Law enforcement agencies have longed relied on the press and the public to help catch crooks, of course. And some departments, like the NYPD, upload their “wanted” posters. But BanditTrackerArkansas.com — and its sister site for Texas, BanditTracker.com — are a little different and a little more sophisticated. Descriptions of the suspect and the crime are paired with pictures from the bank’s surveillance cameras, both indoor and out. The whole thing is then plotted on a Google Map.

The scheme seems to be in its infancy at the moment, but I doubt it’ll stay that way for long; budget restraints will mean a continued shortage of law enforcement officers, but there’ll probably be no shortage of people willing to do their bit to nab the baddies.

Somehow, I find this a lot less sinister than the border-watch systems; it smacks of a more honest sense of community. That said, it also has greater potential for some quick and dirty hacking, whether it be to protect a criminal from pursuit or to frame someone innocent…

Democracy and punishment – Asian executions and Czech castrations

gallowsNew Scientist ponders whether the arrival of true democracy will put executioners out of business in Asia:

The biggest obstacle to ending executions in Asia is politics, not culture. Often, the trigger for a decline in capital punishment is a degree of democracy and an easing of authoritarianism.

[snip]

… this suggests that the main explanation for high execution rates in certain Asian countries is the authoritarian politics of their leaders.

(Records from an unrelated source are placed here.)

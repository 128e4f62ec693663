use std::collections::BTreeMap;

use chrono::{DateTime, Utc};
use serde::{Deserialize, Serialize};

/// Sentiment assigned by the content classifier (C2).
#[derive(Debug, Clone, Copy, PartialEq, Eq, Serialize, Deserialize)]
#[serde(rename_all = "snake_case")]
pub enum Sentiment {
    Positive,
    Neutral,
    Negative,
}

/// A plaintext memory record. Transient in the core: it exists in memory
/// only long enough to be classified, embedded, encrypted, and persisted —
/// no plaintext is ever written to the blob store.
///
/// Immutable after creation except `topic` and `importance`, which the
/// owner may revise via `update_memory_metadata`.
#[derive(Debug, Clone, Serialize, Deserialize)]
pub struct Memory {
    pub id: String,
    pub owner: String,
    pub content: String,
    pub category: String,
    pub topic: Option<String>,
    /// 1..=10, enforced by [`Memory::set_importance`].
    pub importance: u8,
    pub created_at: DateTime<Utc>,
    pub tags: Vec<String>,
    pub custom_kv: BTreeMap<String, String>,
}

impl Memory {
    pub fn new(id: impl Into<String>, owner: impl Into<String>, content: impl Into<String>) -> Self {
        Self {
            id: id.into(),
            owner: owner.into(),
            content: content.into(),
            category: "general".to_string(),
            topic: None,
            importance: 5,
            created_at: Utc::now(),
            tags: Vec::new(),
            custom_kv: BTreeMap::new(),
        }
    }

    /// blake3 content hash, used to detect tampering after decryption
    ///.
    pub fn content_hash(&self) -> String {
        blake3::hash(self.content.as_bytes()).to_hex().to_string()
    }

    /// Clamp importance into the documented `[1, 10]` range rather than
    /// silently accepting out-of-range values.
    pub fn set_importance(&mut self, importance: u8) {
        self.importance = importance.clamp(1, 10);
    }
}

/// Persisted alongside the encrypted blob. `content_hash` is the
/// *plaintext* hash so a decryptor can detect tampering after decrypt.
#[derive(Debug, Clone, Serialize, Deserialize)]
pub struct MemoryMetadata {
    pub content_type: String,
    pub content_size: u64,
    pub content_hash: String,
    pub category: String,
    pub topic: Option<String>,
    pub importance: u8,
    pub embedding_blob_id: Option<String>,
    pub embedding_dimension: Option<u32>,
    pub created_ts: DateTime<Utc>,
    pub updated_ts: DateTime<Utc>,
    pub custom_kv: BTreeMap<String, String>,
}

impl MemoryMetadata {
    pub fn for_memory(memory: &Memory, content_type: &str) -> Self {
        let now = Utc::now();
        Self {
            content_type: content_type.to_string(),
            content_size: memory.content.len() as u64,
            content_hash: memory.content_hash(),
            category: memory.category.clone(),
            topic: memory.topic.clone(),
            importance: memory.importance,
            embedding_blob_id: None,
            embedding_dimension: None,
            created_ts: now,
            updated_ts: now,
            custom_kv: memory.custom_kv.clone(),
        }
    }

    /// Verify a decrypted plaintext still hashes to the recorded value.
    /// Callers surface [`pdw_core::errors::ErrorKind::Tampered`] on mismatch.
    pub fn verify(&self, plaintext: &[u8]) -> bool {
        blake3::hash(plaintext).to_hex().to_string() == self.content_hash
    }
}

#[cfg(test)]
mod tests {
    use super::*;

    #[test]
    fn importance_clamps_into_range() {
        let mut m = Memory::new("m1", "0xUA", "hello");
        m.set_importance(0);
        assert_eq!(m.importance, 1);
        m.set_importance(255);
        assert_eq!(m.importance, 10);
        m.set_importance(7);
        assert_eq!(m.importance, 7);
    }

    #[test]
    fn metadata_verify_round_trips() {
        let memory = Memory::new("m1", "0xUA", "my cat's name is zephyr");
        let meta = MemoryMetadata::for_memory(&memory, "text/plain");
        assert!(meta.verify(memory.content.as_bytes()));
        assert!(!meta.verify(b"tampered"));
    }
}
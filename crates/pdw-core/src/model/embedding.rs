use serde::{Deserialize, Serialize};

/// A fixed-dimension, cosine-normalized embedding vector.
///
/// Normalization happens client-side at ingest (C1) so downstream indices
/// can assume unit vectors.
#[derive(Debug, Clone, Serialize, Deserialize)]
pub struct VectorEmbedding {
    pub dimension: usize,
    pub values: Vec<f32>,
    pub model_id: String,
}

impl VectorEmbedding {
    pub fn new(values: Vec<f32>, model_id: impl Into<String>) -> Self {
        let dimension = values.len();
        Self {
            dimension,
            values,
            model_id: model_id.into(),
        }
    }

    /// L2-normalize in place. A zero vector is left untouched — normalizing
    /// it would divide by zero and there's no sensible "direction" for it.
    pub fn normalize(&mut self) {
        let norm: f32 = self.values.iter().map(|v| v * v).sum::<f32>().sqrt();
        if norm > f32::EPSILON {
            for v in &mut self.values {
                *v /= norm;
            }
        }
    }

    pub fn is_normalized(&self, tolerance: f32) -> bool {
        let norm: f32 = self.values.iter().map(|v| v * v).sum::<f32>().sqrt();
        (norm - 1.0).abs() <= tolerance
    }
}
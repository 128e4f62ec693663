//! Structured tracing setup, degradation tracking, and per-subsystem
//! health/metrics reporting shared across the rest of the workspace.

mod degradation;
mod engine;
mod health;
mod metrics;
mod tracing_setup;

pub use degradation::{DegradationEvent, DegradationTracker, RecoveryStatus, TrackedDegradation};
pub use engine::ObservabilityEngine;
pub use health::{HealthReport, HealthReporter, HealthSnapshot, HealthStatus, SubsystemHealth};
pub use metrics::{BatchMetrics, EncryptionMetrics, MetricsCollector, PipelineMetrics, RetrievalMetrics};
pub use tracing_setup::{init_tracing, init_tracing_json};
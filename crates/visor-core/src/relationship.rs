//! Link/exclude state machine between an intent and a scope.
//!
//! Per (scope, intent) pair the state is Unrelated, Linked, or Excluded,
//! interpreted together with the intent's default flag: a non-default intent
//! only moves Unrelated ⇄ Linked, a default intent only Unrelated ⇄ Excluded.
//! Linking is a monotonic "ensure" operation and is idempotent; excluding is
//! a one-shot transition that errors on duplicate application. The asymmetry
//! is intentional.

use std::collections::HashSet;

use crate::directory::{ensure_scope_exists_for_non_default_intent, ScopeDirectory};
use crate::error::DomainError;
use crate::id::{IntentId, ScopeId};
use crate::intent::Intent;
use crate::repository::IntentRepository;

/// Only default intents can be excluded; a non-default intent is simply never
/// linked in the first place.
pub fn ensure_can_be_excluded(intent: &Intent) -> Result<(), DomainError> {
    if !intent.is_default() {
        return Err(DomainError::ExcludeNonDefault(intent.id()));
    }
    Ok(())
}

/// Default intents are implicitly visible everywhere and need no link record.
pub fn requires_explicit_linking(intent: &Intent) -> bool {
    !intent.is_default()
}

/// Links an intent to a scope. An existing exclusion is removed first
/// (linking implicitly un-excludes); an existing link makes this a no-op.
pub async fn link(
    repo: &dyn IntentRepository,
    intent: IntentId,
    scope: &ScopeId,
) -> Result<(), DomainError> {
    if repo.is_excluded(intent, scope).await? {
        repo.remove_exclusion(intent, scope).await?;
    }
    if !repo.is_linked(intent, scope).await? {
        repo.link(intent, scope).await?;
    }
    Ok(())
}

/// Excludes an intent from a scope. Errors if the exclusion already exists;
/// callers are forced to check state or handle the conflict.
pub async fn exclude(
    repo: &dyn IntentRepository,
    intent: IntentId,
    scope: &ScopeId,
) -> Result<(), DomainError> {
    if repo.is_excluded(intent, scope).await? {
        return Err(DomainError::AlreadyExcluded {
            intent,
            scope: scope.clone(),
        });
    }
    repo.exclude(intent, scope).await
}

/// De-duplicates scope ids by identifier string, preserving first-seen order.
pub fn dedup_scopes(scopes: &[ScopeId]) -> Vec<ScopeId> {
    let mut seen = HashSet::new();
    scopes
        .iter()
        .filter(|scope| seen.insert(scope.as_str().to_string()))
        .cloned()
        .collect()
}

/// Rebinds an intent to a new scope set by symmetric difference against the
/// currently-bound set: scopes only in the old set are unlinked, scopes only
/// in the new set are existence-validated (skipped for default intents) and
/// then linked, scopes in both are untouched.
pub async fn rebind(
    repo: &dyn IntentRepository,
    directory: &dyn ScopeDirectory,
    intent: &Intent,
    desired: &[ScopeId],
) -> Result<(), DomainError> {
    let desired = dedup_scopes(desired);
    let current: HashSet<ScopeId> = repo
        .scope_ids_for_intent(intent.id())
        .await?
        .into_iter()
        .collect();
    let desired_set: HashSet<ScopeId> = desired.iter().cloned().collect();

    for scope in current.iter().filter(|s| !desired_set.contains(*s)) {
        repo.unlink(intent.id(), scope).await?;
    }
    for scope in desired.iter().filter(|s| !current.contains(*s)) {
        if requires_explicit_linking(intent) {
            ensure_scope_exists_for_non_default_intent(directory, scope).await?;
        }
        link(repo, intent.id(), scope).await?;
    }
    Ok(())
}
pub mod access;
pub mod directory;
pub mod error;
pub mod id;
pub mod intent;
pub mod relationship;
pub mod repository;
pub mod uniqueness;
pub mod validate;

pub use directory::ScopeDirectory;
pub use error::{DomainError, ErrorKind};
pub use id::{IntentId, ScopeId};
pub use intent::{Intent, IntentPatch, IntentStatus};
pub use repository::IntentRepository;
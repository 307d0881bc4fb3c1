use std::collections::HashSet;

use async_trait::async_trait;

use crate::access;
use crate::error::DomainError;
use crate::id::{IntentId, ScopeId};
use crate::intent::Intent;

/// Persistence boundary the domain services are written against.
///
/// The relationship rows behave as if backed by unique constraints: `link` on
/// an existing pair is a no-op, `exclude` on an existing pair fails with
/// [`DomainError::AlreadyExcluded`], and duplicate labels fail `create` /
/// `update` with [`DomainError::LabelTaken`] even when the service-level
/// pre-checks raced. Deleting an intent cascades its links and exclusions.
#[async_trait]
pub trait IntentRepository: Send + Sync {
    async fn create(&self, intent: &Intent) -> Result<Intent, DomainError>;
    async fn find_by_id(&self, id: IntentId) -> Result<Option<Intent>, DomainError>;
    async fn find_by_label(&self, label: &str) -> Result<Option<Intent>, DomainError>;
    async fn find_all(&self) -> Result<Vec<Intent>, DomainError>;
    async fn find_all_default(&self) -> Result<Vec<Intent>, DomainError>;
    async fn update(&self, intent: &Intent) -> Result<Intent, DomainError>;
    async fn delete(&self, id: IntentId) -> Result<(), DomainError>;

    async fn link(&self, intent: IntentId, scope: &ScopeId) -> Result<(), DomainError>;
    async fn unlink(&self, intent: IntentId, scope: &ScopeId) -> Result<(), DomainError>;
    async fn exclude(&self, intent: IntentId, scope: &ScopeId) -> Result<(), DomainError>;
    async fn remove_exclusion(&self, intent: IntentId, scope: &ScopeId)
        -> Result<(), DomainError>;

    async fn is_linked(&self, intent: IntentId, scope: &ScopeId) -> Result<bool, DomainError>;
    async fn is_excluded(&self, intent: IntentId, scope: &ScopeId) -> Result<bool, DomainError>;

    async fn linked_ids(&self, scope: &ScopeId) -> Result<HashSet<IntentId>, DomainError>;
    async fn excluded_ids(&self, scope: &ScopeId) -> Result<HashSet<IntentId>, DomainError>;
    async fn scope_ids_for_intent(&self, intent: IntentId) -> Result<Vec<ScopeId>, DomainError>;

    /// The "list intents visible to this scope" query: the full population
    /// plus the scope's two id sets, filtered in memory.
    async fn find_intents_for_scope(&self, scope: &ScopeId) -> Result<Vec<Intent>, DomainError> {
        let intents = self.find_all().await?;
        let linked = self.linked_ids(scope).await?;
        let excluded = self.excluded_ids(scope).await?;
        Ok(access::filter_by_access(intents, &linked, &excluded))
    }
}
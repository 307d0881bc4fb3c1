//! Visibility resolution: the effective visible-intent set for a scope,
//! computed from defaults, links, and exclusions.

use std::collections::HashSet;

use crate::id::IntentId;
use crate::intent::Intent;

/// A default intent is visible unless the scope excluded it; a non-default
/// intent is visible only when the scope is linked. `status` never gates
/// visibility: INACTIVE intents still resolve, which is deliberate — status
/// is workflow state, not an access predicate.
pub fn has_access(intent: &Intent, is_linked: bool, is_excluded: bool) -> bool {
    if intent.is_default() {
        !is_excluded
    } else {
        is_linked
    }
}

/// Filters a population through [`has_access`] using pre-fetched id sets,
/// preserving input order. O(n) in the number of intents.
pub fn filter_by_access(
    intents: Vec<Intent>,
    linked_ids: &HashSet<IntentId>,
    excluded_ids: &HashSet<IntentId>,
) -> Vec<Intent> {
    intents
        .into_iter()
        .filter(|intent| {
            has_access(
                intent,
                linked_ids.contains(&intent.id()),
                excluded_ids.contains(&intent.id()),
            )
        })
        .collect()
}
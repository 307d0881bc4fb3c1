//! Global label uniqueness policy. Stateless: a pure pre-check over a
//! repository lookup, consulted before every create and before every
//! label-changing update. Under concurrent creations the store's label index
//! is the final arbiter; this check exists for early rejection.

use crate::error::DomainError;
use crate::id::IntentId;
use crate::repository::IntentRepository;

pub async fn ensure_label_is_unique(
    repo: &dyn IntentRepository,
    label: &str,
    exclude: Option<IntentId>,
) -> Result<(), DomainError> {
    let existing = repo.find_by_label(label.trim()).await?;
    if let Some(existing) = existing {
        if exclude != Some(existing.id()) {
            return Err(DomainError::LabelTaken(label.trim().to_string()));
        }
    }
    Ok(())
}

/// Update-time variant: an intent may keep its own label.
pub async fn ensure_label_is_unique_for_update(
    repo: &dyn IntentRepository,
    label: &str,
    current: IntentId,
) -> Result<(), DomainError> {
    ensure_label_is_unique(repo, label, Some(current)).await
}
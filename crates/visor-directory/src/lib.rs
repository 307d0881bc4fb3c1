//! [`ScopeDirectory`](visor_core::ScopeDirectory) implementations: an HTTP
//! client against the external scope service, and an in-memory directory for
//! tests and air-gapped deployments.

mod fixed;
mod http;

pub use fixed::StaticScopeDirectory;
pub use http::{FailureMode, HttpScopeDirectory, ScopeRecord};
use thiserror::Error;

use crate::id::{IntentId, ScopeId};
use crate::intent::IntentStatus;

#[derive(Debug, Error)]
pub enum DomainError {
    #[error("label cannot be empty")]
    EmptyLabel,
    #[error("status must be ACTIVE, INACTIVE, or SUGGESTED: got \"{0}\"")]
    InvalidStatus(String),
    #[error("status must be ACTIVE or SUGGESTED when creating: got {0}")]
    StatusNotCreatable(IntentStatus),
    #[error("invalid intent id: {0}")]
    InvalidIntentId(String),
    #[error("scope id cannot be empty")]
    EmptyScopeId,
    #[error("at least one scope id is required for a scoped intent")]
    NoScopesGiven,
    #[error("intent with label \"{0}\" already exists")]
    LabelTaken(String),
    #[error("intent {0} not found")]
    IntentNotFound(IntentId),
    #[error("scope with id \"{0}\" does not exist")]
    ScopeNotFound(ScopeId),
    #[error("intent {intent} is already excluded from scope {scope}")]
    AlreadyExcluded { intent: IntentId, scope: ScopeId },
    #[error("only default intents can be excluded from a scope")]
    ExcludeNonDefault(IntentId),
    #[error("storage error: {0}")]
    Storage(String),
    #[error("scope directory error: {0}")]
    Directory(String),
}

/// Coarse classification consumed by the API layer sitting above this core.
#[derive(Debug, Clone, Copy, PartialEq, Eq)]
pub enum ErrorKind {
    Validation,
    NotFound,
    Conflict,
    BusinessRule,
    Internal,
}

impl DomainError {
    pub fn kind(&self) -> ErrorKind {
        match self {
            DomainError::EmptyLabel
            | DomainError::InvalidStatus(_)
            | DomainError::StatusNotCreatable(_)
            | DomainError::InvalidIntentId(_)
            | DomainError::EmptyScopeId
            | DomainError::NoScopesGiven => ErrorKind::Validation,
            DomainError::IntentNotFound(_) | DomainError::ScopeNotFound(_) => ErrorKind::NotFound,
            DomainError::LabelTaken(_) | DomainError::AlreadyExcluded { .. } => ErrorKind::Conflict,
            DomainError::ExcludeNonDefault(_) => ErrorKind::BusinessRule,
            DomainError::Storage(_) | DomainError::Directory(_) => ErrorKind::Internal,
        }
    }

    /// Status code contract for the (out-of-tree) HTTP layer. Business-rule
    /// violations surface as 400; anything internal is 500.
    pub fn http_status(&self) -> u16 {
        match self.kind() {
            ErrorKind::Validation | ErrorKind::BusinessRule => 400,
            ErrorKind::NotFound => 404,
            ErrorKind::Conflict => 409,
            ErrorKind::Internal => 500,
        }
    }
}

As the region continues to develop and become more democratic, we expect the executioner to become a vanishing species.

That, of course, presumes that the move toward more democratic government is universal and irreversible; that’s not a bet I’d be keen to make until I’ve watched the economic events of the next decade or so, personally.

Capital punishment may be on the decline overall (at least officially), but over in Europe the Czech Republic has caught the attention of other countries with its policy that allows judges to sentence certain types of sex offender to chemical castration. The Council of Europe defines it as a form of torture, but other lawmakers aren’t so keen to exclude it from the statute list permanently:

The Czech Republic has allowed at least 94 prisoners over the past decade to be surgically castrated. It is the only country in Europe that uses the procedure for sex offenders. Czech psychiatrists supervising the treatment — a one-hour operation that involves removal of the tissue that produces testosterone — insist that it is the most foolproof way to tame sexual urges in dangerous predators suffering from extreme sexual disorders.

[snip]

Now, more countries in Europe are considering requiring or allowing chemical castration for violent sex offenders. There is intense debate over whose rights take precedence: those of sex offenders, who could be subjected to a punishment that many consider cruel, or those of society, which expects protection from sexual predators.

Punishments of all types raise questions of societal ethics, and with a subject as sensitive as sexual crimes it’s inevitable that opinions are going to be sharply divided. At the risk of channeling Focault for a moment, though, I’d point out that there’s a connection between executions in the Far East and chemical castrations in central Europe – they’re both ways of appealing to (and manipulating) mob sentiment. Given the threat of global political instability in the near future, I suspect we’ll be seeing more physical punishments on statute books, not less. [latter story via MetaFilter; image by Scott Clarke]

At what point does a mutilation become a just punishment? Is chemical castration going to be more effective at preventing sex offences, or making it look as if something is being done about sex offences?